Next, an example of an elastic member applied to the heating roller 2 shown in FIG. 1 will be described with reference to FIG. FIG. 2 is a schematic view showing a part of the heating roller 2 applicable to the present embodiment.
As shown in FIG. 2, the elastic member 2b includes a central portion 21b having a minimum outer diameter r1, and end portions 22b and 23b having both sides of the central portion 21b and having a maximum outer diameter r2.

  The central portion 21b is formed with a length D1 and a thickness r3 in the axial direction. The end portions 22b and 23b are formed to have a length D2 and a thickness r4 in the axial direction. The elastic member 2b is formed on a shaft member 2a having a constant outer diameter in the axial direction. For this reason, the thickness r3 of the central portion 21b is thinner than the thickness r4 of the end portions 22b and 23b, and the thickness r4 of the end portions 22b and 23b is thicker than the thickness r3 of the central portion 21b.
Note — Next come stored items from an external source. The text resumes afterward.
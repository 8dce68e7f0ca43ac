use std::sync::{
    Arc,
    atomic::{AtomicBool, Ordering},
};

use services::QuizService;
use skill_core::model::TopicId;

pub trait UiApp: Send + Sync {
    /// Topic to open instead of the picker on first render.
    fn initial_topic(&self) -> Option<TopicId>;

    fn quiz_service(&self) -> Arc<QuizService>;
}

#[derive(Clone)]
pub struct AppContext {
    initial_topic: Option<TopicId>,
    open_initial_topic_once: Arc<AtomicBool>,

    quiz_service: Arc<QuizService>,
}

impl AppContext {
    #[must_use]
    pub fn new(app: &Arc<dyn UiApp>) -> Self {
        let initial_topic = app.initial_topic();
        let quiz_service = app.quiz_service();

        Self {
            open_initial_topic_once: Arc::new(AtomicBool::new(initial_topic.is_some())),
            initial_topic,
            quiz_service,
        }
    }

    /// The launch topic, handed out once. Later calls return `None`.
    #[must_use]
    pub fn take_initial_topic(&self) -> Option<TopicId> {
        if self.open_initial_topic_once.swap(false, Ordering::AcqRel) {
            self.initial_topic.clone()
        } else {
            None
        }
    }

    #[must_use]
    pub fn quiz_service(&self) -> Arc<QuizService> {
        Arc::clone(&self.quiz_service)
    }
}

// This context is provided by the application composition root (`crates/app`).

/// Build an `AppContext` from a UI-facing app implementation.
#[must_use]
pub fn build_app_context(app: &Arc<dyn UiApp>) -> AppContext {
    AppContext::new(app)
}
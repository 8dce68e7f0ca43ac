use serde::{Deserialize, Serialize};
use thiserror::Error;

use crate::model::ids::QuestionId;
use crate::model::question::Question;
use crate::model::stats::MasteryStats;

#[derive(Debug, Error, Clone, PartialEq, Eq)]
#[non_exhaustive]
pub enum ProgressError {
    #[error("revealed ({revealed}) exceeds completed ({completed})")]
    RevealedExceedsCompleted { completed: u32, revealed: u32 },

    #[error("completed ({completed}) does not match completed ids ({ids})")]
    CountMismatch { completed: u32, ids: usize },

    #[error("question {0} is listed as completed more than once")]
    DuplicateId(QuestionId),
}

/// Persisted shape of a progress record, before invariants are checked.
#[derive(Debug, Deserialize)]
#[serde(rename_all = "camelCase")]
pub struct ProgressSnapshot {
    current_index: usize,
    completed: u32,
    revealed: u32,
    #[serde(default)]
    completed_ids: Vec<QuestionId>,
}

impl TryFrom<ProgressSnapshot> for Progress {
    type Error = ProgressError;

    fn try_from(raw: ProgressSnapshot) -> Result<Self, Self::Error> {
        Progress::from_persisted(
            raw.current_index,
            raw.completed,
            raw.revealed,
            raw.completed_ids,
        )
    }
}

/// Per-topic progress: where the learner is and which questions are done.
///
/// Invariants: `completed >= revealed` and `completed == completed_ids.len()`.
/// Serializes as `{ currentIndex, completed, revealed, completedIds }`.
#[derive(Debug, Clone, Default, PartialEq, Eq, Serialize, Deserialize)]
#[serde(rename_all = "camelCase", try_from = "ProgressSnapshot")]
pub struct Progress {
    current_index: usize,
    completed: u32,
    revealed: u32,
    completed_ids: Vec<QuestionId>,
}

impl Progress {
    /// Rehydrate a progress record from persisted storage.
    ///
    /// # Errors
    ///
    /// Returns `ProgressError` if the counters disagree with each other or with
    /// the completed id list.
    pub fn from_persisted(
        current_index: usize,
        completed: u32,
        revealed: u32,
        completed_ids: Vec<QuestionId>,
    ) -> Result<Self, ProgressError> {
        if revealed > completed {
            return Err(ProgressError::RevealedExceedsCompleted {
                completed,
                revealed,
            });
        }
        if usize::try_from(completed).ok() != Some(completed_ids.len()) {
            return Err(ProgressError::CountMismatch {
                completed,
                ids: completed_ids.len(),
            });
        }
        for (idx, id) in completed_ids.iter().enumerate() {
            if completed_ids[..idx].contains(id) {
                return Err(ProgressError::DuplicateId(id.clone()));
            }
        }

        Ok(Self {
            current_index,
            completed,
            revealed,
            completed_ids,
        })
    }

    #[must_use]
    pub fn current_index(&self) -> usize {
        self.current_index
    }

    #[must_use]
    pub fn completed(&self) -> u32 {
        self.completed
    }

    #[must_use]
    pub fn revealed(&self) -> u32 {
        self.revealed
    }

    #[must_use]
    pub fn completed_ids(&self) -> &[QuestionId] {
        &self.completed_ids
    }

    #[must_use]
    pub fn has_completed(&self, id: &QuestionId) -> bool {
        self.completed_ids.contains(id)
    }

    /// Pull the position back inside a question list of `question_count` items.
    ///
    /// Returns true if the position changed.
    pub fn clamp_to(&mut self, question_count: usize) -> bool {
        let last = question_count.saturating_sub(1);
        if self.current_index > last {
            self.current_index = last;
            return true;
        }
        false
    }

    /// Drop completed ids that are not in `questions` and recount.
    ///
    /// Which of the dropped ids were revealed is not recorded, so `revealed`
    /// is only capped at the new `completed`. Returns true if the record changed.
    pub fn retain_known(&mut self, questions: &[Question]) -> bool {
        let before = self.completed_ids.len();
        self.completed_ids
            .retain(|id| questions.iter().any(|q| q.id() == id));
        if self.completed_ids.len() == before {
            return false;
        }
        self.completed = u32::try_from(self.completed_ids.len()).unwrap_or(u32::MAX);
        self.revealed = self.revealed.min(self.completed);
        true
    }

    /// Move one question forward, never past the last index.
    ///
    /// Returns true if the position changed.
    pub fn advance(&mut self, question_count: usize) -> bool {
        if self.current_index + 1 < question_count {
            self.current_index += 1;
            return true;
        }
        false
    }

    /// Count `id` as completed once. Repeated calls for the same id are no-ops.
    ///
    /// Returns true if the record changed.
    pub fn mark_completed(&mut self, id: &QuestionId, was_revealed: bool) -> bool {
        if self.has_completed(id) {
            return false;
        }
        self.completed_ids.push(id.clone());
        self.completed = self.completed.saturating_add(1);
        if was_revealed {
            self.revealed = self.revealed.saturating_add(1);
        }
        true
    }

    /// True when the learner sits on the last question and every question is completed.
    #[must_use]
    pub fn is_finished(&self, questions: &[Question]) -> bool {
        !questions.is_empty()
            && self.current_index == questions.len() - 1
            && questions.iter().all(|q| self.has_completed(q.id()))
    }

    #[must_use]
    pub fn stats(&self, question_count: usize) -> MasteryStats {
        MasteryStats {
            total: u32::try_from(question_count).unwrap_or(u32::MAX),
            completed: self.completed,
            revealed: self.revealed,
        }
    }
}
  With this configuration, the heating roller 2 can secure a nip width for good image formation at a portion corresponding to the central portion 21b, and good image formation is realized. Further, since the elastic member 2b has a higher coefficient of thermal expansion than the metal conductive layer 2c, the elastic member 2b pushes up the metal conductive layer 2c from the inside when the heating roller 2 is heated, and the hardness of the heating roller 2 changes. However, a sufficient nip width may not be ensured. However, with the configuration as described above, the heating roller 2 is prevented from becoming too hard, and a sufficient nip width can be ensured.
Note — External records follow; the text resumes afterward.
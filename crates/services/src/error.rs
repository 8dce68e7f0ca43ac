//! Shared error types for the services crate.

use thiserror::Error;

use skill_core::model::{QuestionError, QuestionId, TopicError, TopicId};
use storage::sqlite::SqliteInitError;

/// Errors raised while building a question catalog from content files.
#[derive(Debug, Error)]
#[non_exhaustive]
pub enum CatalogError {
    #[error("failed to parse {name}: {source}")]
    Parse {
        name: String,
        #[source]
        source: serde_json::Error,
    },
    #[error("topic {0} is registered more than once")]
    DuplicateTopic(TopicId),
    #[error("topic {topic} lists question {id} more than once")]
    DuplicateQuestion { topic: TopicId, id: QuestionId },
    #[error("question set {0} has no registered topic")]
    UnregisteredQuestionSet(String),
    #[error(transparent)]
    Question(#[from] QuestionError),
    #[error(transparent)]
    Topic(#[from] TopicError),
}

/// Errors emitted by quiz session services.
#[derive(Debug, Error)]
#[non_exhaustive]
pub enum SessionError {
    #[error("unknown topic {0}")]
    UnknownTopic(TopicId),
    #[error("no questions available for topic {0}")]
    Empty(TopicId),
}

/// Errors emitted while bootstrapping app services.
#[derive(Debug, Error)]
#[non_exhaustive]
pub enum AppServicesError {
    #[error(transparent)]
    Sqlite(#[from] SqliteInitError),
    #[error(transparent)]
    Catalog(#[from] CatalogError),
    #[error("unknown topic {0}")]
    UnknownTopic(TopicId),
}
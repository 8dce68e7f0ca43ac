//! Per-question interaction: the card state machine and its keyboard bindings.

mod card;
mod keymap;

pub use card::{CardEffect, OptionStatus, QuestionCard, QuizIntent, Verdict};
pub use keymap::{
    HINT_KEY, KeyFocus, KeyInput, OPTION_HOTKEYS, REVEAL_KEY, hotkey_label, intent_for_key,
};
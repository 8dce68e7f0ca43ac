/// Derived completion metrics for a topic. Never stored.
#[derive(Debug, Clone, Copy, PartialEq, Eq)]
pub struct MasteryStats {
    pub total: u32,
    pub completed: u32,
    pub revealed: u32,
}

impl MasteryStats {
    /// Questions completed without revealing or missing the answer.
    #[must_use]
    pub fn mastered(&self) -> u32 {
        self.completed.saturating_sub(self.revealed)
    }

    /// `mastered / total` as a whole percentage, rounded half up. Zero for an empty topic.
    #[must_use]
    pub fn mastery_rate(&self) -> u32 {
        if self.total == 0 {
            return 0;
        }
        let mastered = u64::from(self.mastered());
        let total = u64::from(self.total);
        let rate = (mastered * 200 + total) / (total * 2);
        u32::try_from(rate).unwrap_or(u32::MAX)
    }
}

#[cfg(test)]
mod tests {
    use super::*;

    #[test]
    fn mastered_excludes_revealed() {
        let stats = MasteryStats {
            total: 3,
            completed: 3,
            revealed: 1,
        };
        assert_eq!(stats.mastered(), 2);
        assert_eq!(stats.mastery_rate(), 67);
    }

    #[test]
    fn mastery_rate_rounds_half_up() {
        let stats = MasteryStats {
            total: 8,
            completed: 1,
            revealed: 0,
        };
        assert_eq!(stats.mastery_rate(), 13);
    }

    #[test]
    fn mastery_rate_is_zero_for_empty_topic() {
        let stats = MasteryStats {
            total: 0,
            completed: 0,
            revealed: 0,
        };
        assert_eq!(stats.mastery_rate(), 0);
    }
}
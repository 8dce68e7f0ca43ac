use dioxus::prelude::*;
use dioxus_router::{Link, Outlet, Routable};

use crate::views::{PracticeView, TopicsView};

#[derive(Clone, Routable, PartialEq)]
#[rustfmt::skip]
pub enum Route {
    #[layout(Layout)]
        #[route("/", TopicsView)] Topics {},
        #[route("/topic/:topic_id", PracticeView)] Practice { topic_id: String },
}

#[component]
fn Layout() -> Element {
    rsx! {
        div { class: "app",
            header { class: "topbar",
                Link { class: "topbar__brand", to: Route::Topics {}, "Skill Drill" }
                span { class: "topbar__tagline", "Practice real-world scenarios" }
            }
            main { class: "content",
                Outlet::<Route> {}
            }
        }
    }
}
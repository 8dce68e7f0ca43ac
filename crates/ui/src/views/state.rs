use dioxus::prelude::*;

#[derive(Clone, Copy, Debug, PartialEq, Eq)]
pub enum ViewError {
    UnknownTopic,
    EmptyTopic,
    Unknown,
}

impl ViewError {
    #[must_use]
    pub fn message(self) -> &'static str {
        match self {
            Self::UnknownTopic => "Topic not found.",
            Self::EmptyTopic => "No scenarios for this topic yet. Check back soon.",
            Self::Unknown => "Something went wrong. Please try again.",
        }
    }
}

#[derive(Clone, Debug, PartialEq)]
pub enum ViewState<T> {
    Idle,
    Loading,
    Ready(T),
    Error(ViewError),
}

#[must_use]
pub fn view_state_from_resource<T: Clone>(
    resource: Resource<Result<T, ViewError>>,
) -> ViewState<T> {
    match resource.state().cloned() {
        UseResourceState::Pending => ViewState::Loading,
        UseResourceState::Ready => match resource.value().read().as_ref() {
            Some(Ok(data)) => ViewState::Ready(data.clone()),
            Some(Err(err)) => ViewState::Error(*err),
            None => ViewState::Error(ViewError::Unknown),
        },
        UseResourceState::Paused | UseResourceState::Stopped => ViewState::Idle,
    }
}
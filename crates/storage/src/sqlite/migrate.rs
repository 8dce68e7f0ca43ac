use chrono::Utc;
use sqlx::SqlitePool;
use tracing::info;

use super::SqliteInitError;

/// Runs versioned migrations for the current schema.
///
/// Version 1 creates the key-value slot table.
pub async fn run_migrations(pool: &SqlitePool) -> Result<(), SqliteInitError> {
    async fn is_applied(pool: &SqlitePool, version: i64) -> Result<bool, sqlx::Error> {
        let row = sqlx::query("SELECT 1 FROM schema_migrations WHERE version = ?1")
            .bind(version)
            .fetch_optional(pool)
            .await?;
        Ok(row.is_some())
    }

    sqlx::query(
        r"
            CREATE TABLE IF NOT EXISTS schema_migrations (
                version INTEGER PRIMARY KEY,
                applied_at TEXT NOT NULL
            );
            ",
    )
    .execute(pool)
    .await?;

    // Version 1: key-value slots.
    if !is_applied(pool, 1).await? {
        let mut tx = pool.begin().await?;

        sqlx::query(
            r"
                CREATE TABLE IF NOT EXISTS kv_slots (
                    key TEXT PRIMARY KEY NOT NULL,
                    value TEXT NOT NULL,
                    updated_at TEXT NOT NULL
                );
            ",
        )
        .execute(&mut *tx)
        .await?;

        sqlx::query(
            r"
                INSERT INTO schema_migrations (version, applied_at)
                VALUES (?1, ?2)
                ON CONFLICT(version) DO NOTHING
            ",
        )
        .bind(1_i64)
        .bind(Utc::now())
        .execute(&mut *tx)
        .await?;

        tx.commit().await?;
        info!(version = 1, "applied sqlite migration");
    }

    Ok(())
}
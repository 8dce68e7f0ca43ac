use skill_core::model::TopicId;

const PROGRESS_KEY_PREFIX: &str = "skill-enhancer";

/// Slot name holding the progress record of `topic`.
#[must_use]
pub fn progress_key(topic: &TopicId) -> String {
    format!("{PROGRESS_KEY_PREFIX}-{topic}-progress")
}
mod ids;
mod progress;
mod question;
mod stats;
mod topic;

pub use ids::{ParseIdError, QuestionId, TopicId};
pub use progress::{Progress, ProgressError};
pub use question::{Question, QuestionDraft, QuestionError};
pub use stats::MasteryStats;
pub use topic::{Topic, TopicDraft, TopicError};

#[cfg(test)]
pub(crate) use question::sample_question;
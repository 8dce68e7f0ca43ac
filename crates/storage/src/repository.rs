use async_trait::async_trait;
use std::collections::HashMap;
use std::sync::{Arc, Mutex};
use thiserror::Error;

/// Errors surfaced by storage adapters.
#[derive(Debug, Error)]
#[non_exhaustive]
pub enum StorageError {
    #[error("connection error: {0}")]
    Connection(String),

    #[error("serialization error: {0}")]
    Serialization(String),
}

/// Durable string slots addressed by key.
///
/// One writer at a time per key is assumed; adapters do not coordinate
/// concurrent sessions.
#[async_trait]
pub trait KeyValueStore: Send + Sync {
    /// Read the slot at `key`.
    ///
    /// # Errors
    ///
    /// Returns `StorageError` if the backend cannot be read.
    async fn get(&self, key: &str) -> Result<Option<String>, StorageError>;

    /// Create or overwrite the slot at `key`.
    ///
    /// # Errors
    ///
    /// Returns `StorageError` if the value cannot be stored.
    async fn set(&self, key: &str, value: &str) -> Result<(), StorageError>;

    /// Delete the slot at `key`. Removing a missing slot is not an error.
    ///
    /// # Errors
    ///
    /// Returns `StorageError` if the backend cannot be written.
    async fn remove(&self, key: &str) -> Result<(), StorageError>;
}

/// Simple in-memory store for testing and prototyping.
#[derive(Clone, Default)]
pub struct InMemoryKeyValueStore {
    slots: Arc<Mutex<HashMap<String, String>>>,
}

impl InMemoryKeyValueStore {
    #[must_use]
    pub fn new() -> Self {
        Self {
            slots: Arc::new(Mutex::new(HashMap::new())),
        }
    }
}

#[async_trait]
impl KeyValueStore for InMemoryKeyValueStore {
    async fn get(&self, key: &str) -> Result<Option<String>, StorageError> {
        let guard = self
            .slots
            .lock()
            .map_err(|e| StorageError::Connection(e.to_string()))?;
        Ok(guard.get(key).cloned())
    }

    async fn set(&self, key: &str, value: &str) -> Result<(), StorageError> {
        let mut guard = self
            .slots
            .lock()
            .map_err(|e| StorageError::Connection(e.to_string()))?;
        guard.insert(key.to_owned(), value.to_owned());
        Ok(())
    }

    async fn remove(&self, key: &str) -> Result<(), StorageError> {
        let mut guard = self
            .slots
            .lock()
            .map_err(|e| StorageError::Connection(e.to_string()))?;
        guard.remove(key);
        Ok(())
    }
}

/// Storage handle passed to services, so the backend can be swapped.
#[derive(Clone)]
pub struct Storage {
    pub slots: Arc<dyn KeyValueStore>,
}

impl Storage {
    #[must_use]
    pub fn in_memory() -> Self {
        let slots: Arc<dyn KeyValueStore> = Arc::new(InMemoryKeyValueStore::new());
        Self { slots }
    }
}

#[cfg(test)]
mod tests {
    use super::*;

    #[tokio::test]
    async fn set_get_remove_round_trip() {
        let store = InMemoryKeyValueStore::new();
        assert_eq!(store.get("a").await.unwrap(), None);

        store.set("a", "1").await.unwrap();
        store.set("a", "2").await.unwrap();
        assert_eq!(store.get("a").await.unwrap().as_deref(), Some("2"));

        store.remove("a").await.unwrap();
        assert_eq!(store.get("a").await.unwrap(), None);
    }

    #[tokio::test]
    async fn remove_missing_slot_is_ok() {
        let store = InMemoryKeyValueStore::new();
        store.remove("missing").await.unwrap();
    }

    #[tokio::test]
    async fn clones_share_slots() {
        let store = InMemoryKeyValueStore::new();
        let other = store.clone();
        store.set("k", "v").await.unwrap();
        assert_eq!(other.get("k").await.unwrap().as_deref(), Some("v"));
    }
}
use std::sync::Arc;

use skill_core::model::{MasteryStats, Progress, Question, TopicId};
use storage::keys::progress_key;
use storage::repository::KeyValueStore;
use tracing::{debug, info, warn};

/// Owns the progress record of one topic and keeps its slot in sync.
///
/// Reads never fail: a missing, unreadable or malformed slot starts the topic
/// from scratch. Writes are fire-and-forget and only logged when they fail.
pub struct ProgressTracker {
    topic_id: TopicId,
    key: String,
    questions: Vec<Question>,
    progress: Progress,
    slots: Arc<dyn KeyValueStore>,
}

impl ProgressTracker {
    /// Load the stored progress of `topic_id` for the given question list.
    pub async fn load(
        topic_id: TopicId,
        questions: Vec<Question>,
        slots: Arc<dyn KeyValueStore>,
    ) -> Self {
        let key = progress_key(&topic_id);
        let mut progress = read_progress(slots.as_ref(), &key).await;
        if progress.retain_known(&questions) {
            debug!(topic = %topic_id, completed = progress.completed(), "dropped ids of removed questions");
        }
        if progress.clamp_to(questions.len()) {
            debug!(topic = %topic_id, index = progress.current_index(), "clamped stored position");
        }

        Self {
            topic_id,
            key,
            questions,
            progress,
            slots,
        }
    }

    #[must_use]
    pub fn topic_id(&self) -> &TopicId {
        &self.topic_id
    }

    #[must_use]
    pub fn progress(&self) -> &Progress {
        &self.progress
    }

    #[must_use]
    pub fn questions(&self) -> &[Question] {
        &self.questions
    }

    #[must_use]
    pub fn current_question(&self) -> Option<&Question> {
        self.questions.get(self.progress.current_index())
    }

    #[must_use]
    pub fn is_last(&self) -> bool {
        !self.questions.is_empty() && self.progress.current_index() == self.questions.len() - 1
    }

    #[must_use]
    pub fn is_finished(&self) -> bool {
        self.progress.is_finished(&self.questions)
    }

    #[must_use]
    pub fn stats(&self) -> MasteryStats {
        self.progress.stats(self.questions.len())
    }

    /// Move to the next question and persist. No-op on the last question.
    pub async fn advance(&mut self) -> bool {
        if !self.progress.advance(self.questions.len()) {
            return false;
        }
        self.persist().await;
        true
    }

    /// Count the current question as completed once, then persist.
    pub async fn mark_completed(&mut self, was_revealed: bool) -> bool {
        let Some(question) = self.questions.get(self.progress.current_index()) else {
            return false;
        };
        if !self.progress.mark_completed(question.id(), was_revealed) {
            return false;
        }
        self.persist().await;
        true
    }

    /// Clear all progress for the topic and delete its slot.
    pub async fn reset(&mut self) {
        self.progress = Progress::default();
        if let Err(err) = self.slots.remove(&self.key).await {
            warn!(topic = %self.topic_id, error = %err, "failed to remove progress slot");
            return;
        }
        info!(topic = %self.topic_id, "progress reset");
    }

    async fn persist(&self) {
        let value = match serde_json::to_string(&self.progress) {
            Ok(value) => value,
            Err(err) => {
                warn!(topic = %self.topic_id, error = %err, "failed to encode progress");
                return;
            }
        };
        match self.slots.set(&self.key, &value).await {
            Ok(()) => debug!(key = %self.key, "progress saved"),
            Err(err) => warn!(key = %self.key, error = %err, "failed to save progress"),
        }
    }
}

async fn read_progress(slots: &dyn KeyValueStore, key: &str) -> Progress {
    let raw = match slots.get(key).await {
        Ok(Some(raw)) => raw,
        Ok(None) => return Progress::default(),
        Err(err) => {
            warn!(key, error = %err, "failed to read progress slot");
            return Progress::default();
        }
    };
    match serde_json::from_str::<Progress>(&raw) {
        Ok(progress) => {
            debug!(key, "progress loaded");
            progress
        }
        Err(err) => {
            warn!(key, error = %err, "discarding malformed progress");
            Progress::default()
        }
    }
}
  The elastic member 2b having different outer diameters in the axial direction according to the present embodiment is incorporated with reference to all the contents disclosed in US Patent Application No. 10 / 886,703 filed July 9,2004 ( The elastic layer 1b is incorporated with reference to all contents disclosed in US Patent Application No. 10 / 886,703 filed July 9,2004.)

(First embodiment)
Next, an example of the heating roller 2, the pressure roller 3, and the driving mechanism 50 that can be used in the fixing device shown in FIG. 1 will be described.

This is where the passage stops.